For a second there you thought this post was going to be about swearing didn’t you?
This post is about how we cope with feelings of failure (perceived or actual).
Feeling that we haven’t done well at something can be a bitter pill to swallow.
Dealing with a plan that goes completely pear-shaped can leave us feeling negative and confused. Knowing that we have failed spectacularly can leave us feeling devastated.
Here are some ways to come to grips with feelings on failure.
Just a heads up, this post isn’t so much about actions to take when you have experienced a failure but more to do with the feelings you might be dealing with along the way.
Important Note – I am not a medical practitioner or trained therapist so if you are struggling with depression, anxiety or suspect you may be struggling with a mental illness, please seek help from a trained professional.

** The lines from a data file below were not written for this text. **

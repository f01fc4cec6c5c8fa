mod parser;

use std::io::Read;
use std::path::Path;

use tracing::info;

use super::catalog::{CatalogError, CourseCatalog};
use super::domain::Course;

#[derive(Debug)]
pub enum CatalogImportError {
    Io(std::io::Error),
    Json(serde_json::Error),
    Csv(csv::Error),
    UnsupportedFormat(String),
    Catalog(CatalogError),
}

impl std::fmt::Display for CatalogImportError {
    fn fmt(&self, f: &mut std::fmt::Formatter<'_>) -> std::fmt::Result {
        match self {
            CatalogImportError::Io(err) => write!(f, "failed to read course catalog: {}", err),
            CatalogImportError::Json(err) => write!(f, "invalid course catalog JSON: {}", err),
            CatalogImportError::Csv(err) => write!(f, "invalid course catalog CSV: {}", err),
            CatalogImportError::UnsupportedFormat(extension) => write!(
                f,
                "unsupported course catalog format '{}' (expected .json or .csv)",
                extension
            ),
            CatalogImportError::Catalog(err) => write!(f, "invalid course catalog: {}", err),
        }
    }
}

impl std::error::Error for CatalogImportError {
    fn source(&self) -> Option<&(dyn std::error::Error + 'static)> {
        match self {
            CatalogImportError::Io(err) => Some(err),
            CatalogImportError::Json(err) => Some(err),
            CatalogImportError::Csv(err) => Some(err),
            CatalogImportError::UnsupportedFormat(_) => None,
            CatalogImportError::Catalog(err) => Some(err),
        }
    }
}

impl From<std::io::Error> for CatalogImportError {
    fn from(err: std::io::Error) -> Self {
        Self::Io(err)
    }
}

impl From<serde_json::Error> for CatalogImportError {
    fn from(err: serde_json::Error) -> Self {
        Self::Json(err)
    }
}

impl From<csv::Error> for CatalogImportError {
    fn from(err: csv::Error) -> Self {
        Self::Csv(err)
    }
}

impl From<CatalogError> for CatalogImportError {
    fn from(err: CatalogError) -> Self {
        Self::Catalog(err)
    }
}

/// Loads a `CourseCatalog` from a JSON array or a CSV export.
pub struct CatalogImporter;

impl CatalogImporter {
    /// Picks the format from the file extension.
    pub fn from_path<P: AsRef<Path>>(path: P) -> Result<CourseCatalog, CatalogImportError> {
        let path = path.as_ref();
        let extension = path
            .extension()
            .and_then(|extension| extension.to_str())
            .map(str::to_ascii_lowercase)
            .unwrap_or_default();

        let catalog = match extension.as_str() {
            "json" => Self::from_json_reader(std::fs::File::open(path)?)?,
            "csv" => Self::from_csv_reader(std::fs::File::open(path)?)?,
            _ => return Err(CatalogImportError::UnsupportedFormat(extension)),
        };

        info!(
            path = %path.display(),
            courses = catalog.len(),
            "course catalog loaded"
        );
        Ok(catalog)
    }

    pub fn from_json_reader<R: Read>(reader: R) -> Result<CourseCatalog, CatalogImportError> {
        let courses: Vec<Course> = serde_json::from_reader(reader)?;
        Ok(CourseCatalog::new(courses)?)
    }

    pub fn from_csv_reader<R: Read>(reader: R) -> Result<CourseCatalog, CatalogImportError> {
        let courses = parser::parse_courses(reader)?;
        Ok(CourseCatalog::new(courses)?)
    }
}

Disclosure – This post contains affiliate links and I will be compensated if you make a purchase after clicking on my links. Any compensation I receive does not affect the price you pay.
Get in touch with your feelings
You might not even realize you are struggling with feelings of failure.
You could be feeling flat or down in the dumps. The truth is you could be feeling a whole range of emotions.
Do some soul searching about how you feel and what specifically is upsetting you.
I will use a general example. Imagine you are thinking to yourself ‘my life sucks’. Not only is that completely negative, it also doesn’t help you in any way. Instead pinpoint the core reason for feeling a sense of failure and work on that in a positive, healthy way.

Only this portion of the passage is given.